"So wollen wir an die Arbeit gehen, ruft Ebert den Abgeordneten zu, unser großes Ziel fest vor Augen, in Deutschland eine starke Demokratie zu verankern".
Bundespräsident Frank Walter Steinmeier zitiert bei einem Festakt zu 100 Jahren Weimarer Reichsverfassung den Sozialdemokraten und Reichspräsidenten Friedrich Ebert. Demokratie macht Arbeit, damals wie heute.

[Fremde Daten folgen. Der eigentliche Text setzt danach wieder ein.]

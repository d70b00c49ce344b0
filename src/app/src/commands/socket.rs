//! Device socket command definitions.
//!
//! The shell owns the browser `WebSocket`. The core only asks it to open the
//! channel or to push text down it; transport events come back as
//! [`crate::events::SocketEvent`]s rather than as operation outputs.

use crux_core::{capability::Operation, Command, Request};
use serde::{Deserialize, Serialize};
use std::marker::PhantomData;

// Operations that the Shell needs to perform on the device socket
#[derive(Debug, Clone, Serialize, Deserialize, PartialEq, Eq)]
pub enum SocketOperation {
    Open { url: String },
    Send { text: String },
}

impl Operation for SocketOperation {
    type Output = ();
}

/// Command-based socket API
pub struct Socket<Effect, Event> {
    _effect: PhantomData<Effect>,
    _event: PhantomData<Event>,
}

impl<Effect, Event> Socket<Effect, Event>
where
    Effect: Send + From<Request<SocketOperation>> + 'static,
    Event: Send + 'static,
{
    /// Ask the shell to open the device channel
    pub fn open(url: impl Into<String>) -> Command<Effect, Event> {
        Command::notify_shell(SocketOperation::Open { url: url.into() }).into()
    }

    /// Push an encoded command message to the device
    pub fn send(text: impl Into<String>) -> Command<Effect, Event> {
        Command::notify_shell(SocketOperation::Send { text: text.into() }).into()
    }
}
//! # Component Policies
//!
//! The three policy axes of a component model: lifestyle (instance sharing),
//! collection (reference strength of pooled instances), and activation
//! (eager versus on-demand instantiation). `SystemDefault` variants resolve
//! against [`AssemblyConfig`](crate::config::AssemblyConfig) at
//! handler-construction time.

use serde::{Deserialize, Serialize};
use std::fmt;

use crate::config::AssemblyConfig;

/// Governs instance sharing across callers of one handler.
#[derive(Debug, Clone, Copy, PartialEq, Eq, Hash, Serialize, Deserialize, Default)]
#[serde(rename_all = "snake_case")]
pub enum LifestylePolicy {
    /// One shared instance per handler.
    Singleton,
    /// A fresh instance per request.
    Transient,
    /// One instance per calling thread.
    #[default]
    Thread,
}

impl fmt::Display for LifestylePolicy {
    fn fmt(&self, f: &mut fmt::Formatter<'_>) -> fmt::Result {
        match self {
            Self::Singleton => write!(f, "singleton"),
            Self::Transient => write!(f, "transient"),
            Self::Thread => write!(f, "thread"),
        }
    }
}

impl std::str::FromStr for LifestylePolicy {
    type Err = String;

    fn from_str(s: &str) -> Result<Self, Self::Err> {
        match s {
            "singleton" => Ok(Self::Singleton),
            "transient" => Ok(Self::Transient),
            "thread" => Ok(Self::Thread),
            _ => Err(format!("Invalid lifestyle policy: {s}")),
        }
    }
}

/// Governs the reference strength under which a pooled instance is held,
/// determining its eligibility for automatic reclamation.
#[derive(Debug, Clone, Copy, PartialEq, Eq, Hash, Serialize, Deserialize, Default)]
#[serde(rename_all = "snake_case")]
pub enum CollectionPolicy {
    /// Direct ownership; never reclaimed while the holder exists.
    Hard,
    /// Reclaimable under memory pressure. No such signal exists here, so the
    /// holder observes reclamation the same way as `Weak`.
    Soft,
    /// Reclaimable whenever no external strong holder remains.
    Weak,
    /// Deferred to the runtime configuration default.
    #[default]
    SystemDefault,
}

impl CollectionPolicy {
    /// Resolve `SystemDefault` against the runtime configuration. The result
    /// is always a concrete policy.
    pub fn resolve(self, config: &AssemblyConfig) -> CollectionPolicy {
        match self {
            Self::SystemDefault => match config.default_collection {
                Self::SystemDefault => Self::Hard,
                concrete => concrete,
            },
            concrete => concrete,
        }
    }

    /// Whether instances held under this policy may disappear between an
    /// existence check and use.
    pub fn is_reclaimable(&self) -> bool {
        matches!(self, Self::Soft | Self::Weak)
    }
}

impl fmt::Display for CollectionPolicy {
    fn fmt(&self, f: &mut fmt::Formatter<'_>) -> fmt::Result {
        match self {
            Self::Hard => write!(f, "hard"),
            Self::Soft => write!(f, "soft"),
            Self::Weak => write!(f, "weak"),
            Self::SystemDefault => write!(f, "system_default"),
        }
    }
}

impl std::str::FromStr for CollectionPolicy {
    type Err = String;

    fn from_str(s: &str) -> Result<Self, Self::Err> {
        match s {
            "hard" => Ok(Self::Hard),
            "soft" => Ok(Self::Soft),
            "weak" => Ok(Self::Weak),
            "system_default" => Ok(Self::SystemDefault),
            _ => Err(format!("Invalid collection policy: {s}")),
        }
    }
}

/// Whether a component is instantiated eagerly on activation or lazily on
/// first use.
#[derive(Debug, Clone, Copy, PartialEq, Eq, Hash, Serialize, Deserialize, Default)]
#[serde(rename_all = "snake_case")]
pub enum ActivationPolicy {
    /// Eager instance creation when the handler activates.
    Startup,
    /// Explicit activation, lazy instance creation.
    Demand,
    /// Deferred to the runtime configuration default.
    #[default]
    SystemDefault,
}

impl ActivationPolicy {
    /// Resolve `SystemDefault` against the runtime configuration. The result
    /// is always a concrete policy.
    pub fn resolve(self, config: &AssemblyConfig) -> ActivationPolicy {
        match self {
            Self::SystemDefault => match config.default_activation {
                Self::SystemDefault => Self::Demand,
                concrete => concrete,
            },
            concrete => concrete,
        }
    }

    pub fn is_startup(&self) -> bool {
        matches!(self, Self::Startup)
    }
}

impl fmt::Display for ActivationPolicy {
    fn fmt(&self, f: &mut fmt::Formatter<'_>) -> fmt::Result {
        match self {
            Self::Startup => write!(f, "startup"),
            Self::Demand => write!(f, "demand"),
            Self::SystemDefault => write!(f, "system_default"),
        }
    }
}

impl std::str::FromStr for ActivationPolicy {
    type Err = String;

    fn from_str(s: &str) -> Result<Self, Self::Err> {
        match s {
            "startup" => Ok(Self::Startup),
            "demand" => Ok(Self::Demand),
            "system_default" => Ok(Self::SystemDefault),
            _ => Err(format!("Invalid activation policy: {s}")),
        }
    }
}
//! # Instance Wrapper and Isolation View
//!
//! Binds one raw component value to its own private state-machine run and
//! produces an isolation view exposing only the declared service
//! capabilities.
//!
//! ## Overview
//!
//! An [`Instance`] is created by a holder when its policy requires a new
//! runtime value. Construction seeds a fresh [`StateMachine`] from the
//! model's graph and immediately initializes it against the raw value;
//! failure aborts construction and the instance is never registered.
//!
//! The [`ServiceView`] forwards capability invocations to the raw value only
//! while the instance is available; after deactivation every call fails with
//! an unavailable error. Composition wiring uses [`Instance::value`] with
//! `isolate = false` to bypass the view.

pub mod creator;

use std::collections::HashSet;
use std::sync::Arc;

use serde_json::Value;
use tracing::debug;
use uuid::Uuid;

use crate::error::{ComponentError, Result};
use crate::model::{ComponentPath, Invocable};
use crate::state_machine::{
    ListenerSet, State, StateChange, StateChangeListener, StateGraph, StateMachine,
};

pub use creator::InstanceCreator;

/// Forwards machine transitions to listeners registered on the instance.
struct ListenerBridge(ListenerSet);

impl StateChangeListener for ListenerBridge {
    fn state_changed(
        &self,
        change: &StateChange,
    ) -> std::result::Result<(), Box<dyn std::error::Error + Send + Sync>> {
        self.0.notify(change);
        Ok(())
    }
}

/// The value a caller receives from [`Instance::value`].
#[derive(Clone)]
pub enum InstanceValue {
    /// Capability-gated isolation view.
    View(ServiceView),
    /// The raw implementation value, bypassing isolation.
    Raw(Arc<dyn Invocable>),
}

/// One raw implementation value plus its private running state machine.
pub struct Instance {
    id: Uuid,
    path: ComponentPath,
    raw: Arc<dyn Invocable>,
    machine: StateMachine,
    capabilities: Arc<HashSet<String>>,
    listeners: ListenerSet,
    me: std::sync::Weak<Instance>,
}

impl Instance {
    /// Create and activate a new instance: seed a private machine from the
    /// graph and run it to the first stable state. Fails if initialization
    /// does not complete; a failed instance is never returned to callers.
    pub(crate) fn new(
        path: ComponentPath,
        raw: Arc<dyn Invocable>,
        capabilities: Arc<HashSet<String>>,
        graph: Arc<StateGraph>,
    ) -> Result<Arc<Self>> {
        let machine = StateMachine::new(graph);
        let listeners = ListenerSet::new();
        machine.add_listener(Arc::new(ListenerBridge(listeners.clone())));

        let instance = Arc::new_cyclic(|me| Self {
            id: Uuid::new_v4(),
            path,
            raw,
            machine,
            capabilities,
            listeners,
            me: me.clone(),
        });

        let state = instance
            .machine
            .initialize(instance.raw.as_ref())
            .map_err(|e| ComponentError::lifecycle(&instance.path, e))?;
        debug!(
            path = %instance.path,
            instance_id = %instance.id,
            state = state.name(),
            "instance activated"
        );
        Ok(instance)
    }

    pub fn id(&self) -> Uuid {
        self.id
    }

    pub fn path(&self) -> &ComponentPath {
        &self.path
    }

    /// Current lifecycle state.
    pub fn state(&self) -> Result<State> {
        self.machine
            .current_state()
            .map_err(|e| ComponentError::lifecycle(&self.path, e))
    }

    /// Whether the instance is available for capability invocations.
    pub fn is_available(&self) -> bool {
        self.machine.is_active()
    }

    /// Apply a named lifecycle transition against the raw value.
    pub fn apply(&self, key: &str) -> Result<State> {
        self.machine
            .apply(key, self.raw.as_ref())
            .map_err(|e| ComponentError::lifecycle(&self.path, e))
    }

    /// Execute a state-bound operation against the raw value.
    pub fn execute(&self, key: &str) -> Result<Value> {
        self.machine
            .execute(key, self.raw.as_ref())
            .map_err(|e| ComponentError::lifecycle(&self.path, e))
    }

    /// Register a listener for this instance's state changes. Machine
    /// notifications are re-published one level, without transformation.
    pub fn add_listener(&self, listener: Arc<dyn StateChangeListener>) {
        self.listeners.add(listener);
    }

    /// The isolation view. Never returned while the instance is not in an
    /// available state.
    pub fn view(&self) -> Result<ServiceView> {
        if !self.is_available() {
            return Err(ComponentError::unavailable(&self.path));
        }
        // Instances only exist behind an Arc, so the self-weak upgrades
        // while any caller can reach this method.
        let instance = self
            .me
            .upgrade()
            .ok_or_else(|| ComponentError::unavailable(&self.path))?;
        Ok(ServiceView { instance })
    }

    /// `isolate = true` returns the isolation view; `false` returns the raw
    /// value directly (used by composition wiring).
    pub fn value(&self, isolate: bool) -> Result<InstanceValue> {
        if isolate {
            self.view().map(InstanceValue::View)
        } else {
            Ok(InstanceValue::Raw(self.raw.clone()))
        }
    }

    /// The raw value, bypassing isolation.
    pub(crate) fn raw_value(&self) -> Arc<dyn Invocable> {
        self.raw.clone()
    }

    /// Run the machine toward a terminal state, best-effort. Idempotent.
    pub fn deactivate(&self) {
        if !self.machine.is_active() {
            return;
        }
        let state = self.machine.terminate(self.raw.as_ref());
        debug!(
            path = %self.path,
            instance_id = %self.id,
            state = state.name(),
            "instance deactivated"
        );
    }

    /// Deactivate if necessary, then dispose of the private machine.
    pub fn dispose(&self) {
        self.deactivate();
        self.machine.dispose();
        debug!(path = %self.path, instance_id = %self.id, "instance disposed");
    }
}

impl std::fmt::Debug for Instance {
    fn fmt(&self, f: &mut std::fmt::Formatter<'_>) -> std::fmt::Result {
        f.debug_struct("Instance")
            .field("id", &self.id)
            .field("path", &self.path)
            .field("available", &self.is_available())
            .finish()
    }
}

/// Restricted facade exposing only the declared service capabilities of one
/// instance.
#[derive(Clone)]
pub struct ServiceView {
    instance: Arc<Instance>,
}

impl ServiceView {
    /// Invoke an operation through a declared capability. Fails with an
    /// unknown-capability error for undeclared capabilities and with an
    /// unavailable error once the instance has been deactivated.
    pub fn invoke(&self, capability: &str, operation: &str, input: Value) -> Result<Value> {
        if !self.instance.capabilities.contains(capability) {
            return Err(ComponentError::unknown_capability(
                &self.instance.path,
                capability,
            ));
        }
        if !self.instance.is_available() {
            return Err(ComponentError::unavailable(&self.instance.path));
        }
        self.instance
            .raw
            .invoke(operation, input)
            .map_err(|e| ComponentError::invocation(&self.instance.path, e))
    }

    pub fn capabilities(&self) -> &HashSet<String> {
        self.instance.capabilities.as_ref()
    }

    pub fn instance_id(&self) -> Uuid {
        self.instance.id
    }
}

impl std::fmt::Debug for ServiceView {
    fn fmt(&self, f: &mut std::fmt::Formatter<'_>) -> std::fmt::Result {
        f.debug_struct("ServiceView")
            .field("path", &self.instance.path)
            .field("capabilities", &self.instance.capabilities)
            .finish()
    }
}

#[cfg(test)]
mod tests {
    use super::*;
    use crate::model::InvocationError;
    use crate::state_machine::{StateGraph, Transition};
    use crate::state_machine::graph::State as GraphState;
    use serde_json::json;

    struct Echo;

    impl Invocable for Echo {
        fn invoke(
            &self,
            operation: &str,
            input: Value,
        ) -> std::result::Result<Value, InvocationError> {
            match operation {
                "echo" => Ok(input),
                "start" | "shutdown" => Ok(Value::Null),
                other => Err(InvocationError::unknown_operation(other)),
            }
        }
    }

    fn graph() -> Arc<StateGraph> {
        Arc::new(
            StateGraph::builder("echo")
                .initial("new")
                .state(GraphState::new("new").transition(Transition::new("boot", "ready").automatic()))
                .state(
                    GraphState::new("ready")
                        .entry_action("start")
                        .transition(Transition::new("terminate", "stopped")),
                )
                .state(GraphState::new("stopped").entry_action("shutdown").terminal())
                .build()
                .unwrap(),
        )
    }

    fn capabilities() -> Arc<HashSet<String>> {
        Arc::new(["echo-service".to_string()].into_iter().collect())
    }

    fn new_instance() -> Arc<Instance> {
        Instance::new(
            ComponentPath::root("echo"),
            Arc::new(Echo),
            capabilities(),
            graph(),
        )
        .unwrap()
    }

    #[test]
    fn test_construction_initializes_machine() {
        let instance = new_instance();
        assert!(instance.is_available());
        assert_eq!(instance.state().unwrap().name(), "ready");
    }

    #[test]
    fn test_view_forwards_declared_capability() {
        let instance = new_instance();
        let view = instance.view().unwrap();
        let result = view.invoke("echo-service", "echo", json!("hi")).unwrap();
        assert_eq!(result, json!("hi"));
    }

    #[test]
    fn test_view_rejects_undeclared_capability() {
        let instance = new_instance();
        let view = instance.view().unwrap();
        let err = view.invoke("admin", "echo", json!(null)).unwrap_err();
        assert!(matches!(err, ComponentError::UnknownCapability { .. }));
    }

    #[test]
    fn test_view_fails_after_deactivation() {
        let instance = new_instance();
        let view = instance.view().unwrap();
        instance.deactivate();

        let err = view.invoke("echo-service", "echo", json!(null)).unwrap_err();
        assert!(matches!(err, ComponentError::Unavailable { .. }));
        assert!(matches!(
            instance.view().unwrap_err(),
            ComponentError::Unavailable { .. }
        ));
    }

    #[test]
    fn test_raw_value_bypasses_isolation() {
        let instance = new_instance();
        match instance.value(false).unwrap() {
            InstanceValue::Raw(raw) => {
                // undeclared as capability, still reachable on the raw value
                assert_eq!(raw.invoke("echo", json!(1)).unwrap(), json!(1));
            }
            InstanceValue::View(_) => panic!("expected raw value"),
        }
    }

    #[test]
    fn test_failed_initialization_aborts_construction() {
        struct FailsOnStart;
        impl Invocable for FailsOnStart {
            fn invoke(
                &self,
                operation: &str,
                _input: Value,
            ) -> std::result::Result<Value, InvocationError> {
                Err(InvocationError::failed(operation, "boom"))
            }
        }

        let err = Instance::new(
            ComponentPath::root("broken"),
            Arc::new(FailsOnStart),
            capabilities(),
            graph(),
        )
        .unwrap_err();
        assert!(matches!(err, ComponentError::Lifecycle { .. }));
    }

    #[test]
    fn test_listener_repropagation() {
        use parking_lot::Mutex;

        struct Recorder(Mutex<Vec<String>>);
        impl StateChangeListener for Recorder {
            fn state_changed(
                &self,
                change: &StateChange,
            ) -> std::result::Result<(), Box<dyn std::error::Error + Send + Sync>> {
                self.0.lock().push(change.to.clone());
                Ok(())
            }
        }

        let instance = new_instance();
        let recorder = Arc::new(Recorder(Mutex::new(Vec::new())));
        instance.add_listener(recorder.clone());

        instance.deactivate();
        assert_eq!(recorder.0.lock().clone(), vec!["stopped".to_string()]);
    }

    #[test]
    fn test_deactivate_is_idempotent() {
        let instance = new_instance();
        instance.deactivate();
        instance.deactivate();
        assert!(!instance.is_available());
    }
}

Als am 31. Juli 1919 die Weimarer Reichsverfassung beschlossen wurde, war - zumindest auf dem Papier - ein besonders anspruchsvolles Arbeitsziel erreicht: das Verhältnis zwischen Staat und Kirchen wurde neu geregelt. Nach Jahrhunderten blutiger Religionskriege in Europa. Nach eineinhalb Jahrtausenden, in denen weltliche und geistliche Macht miteinander verflochten waren.
Die Verbindung von Thron und Altar hat eine lange Tradition. 380 n. Chr. wurde das Christentum Staatsreligion. Diese Verbindung blieb das gesamte Mittelalter hindurch bestehen, bis in die Neuzeit, bis ins 20. Jahrhundert. 1918 endete die Monarchie, Kaiser Wilhelm II. ging ins Exil. Damit dankte nicht nur ein weltliche Herrscher ab, sondern auch ein religiöses Oberhaupt, denn Wilhelm II. war zugleich oberster Bischof der evangelischen Kirche Preußens.
Einflussbereich begrenzen
Erst nach dem Ende des Ersten Weltkriegs und dem Untergang der Monarchie setzt sich der Gedanke durch, Kirche und Staat voneinander zu trennen und den Einflussbereich der Religion zu begrenzen.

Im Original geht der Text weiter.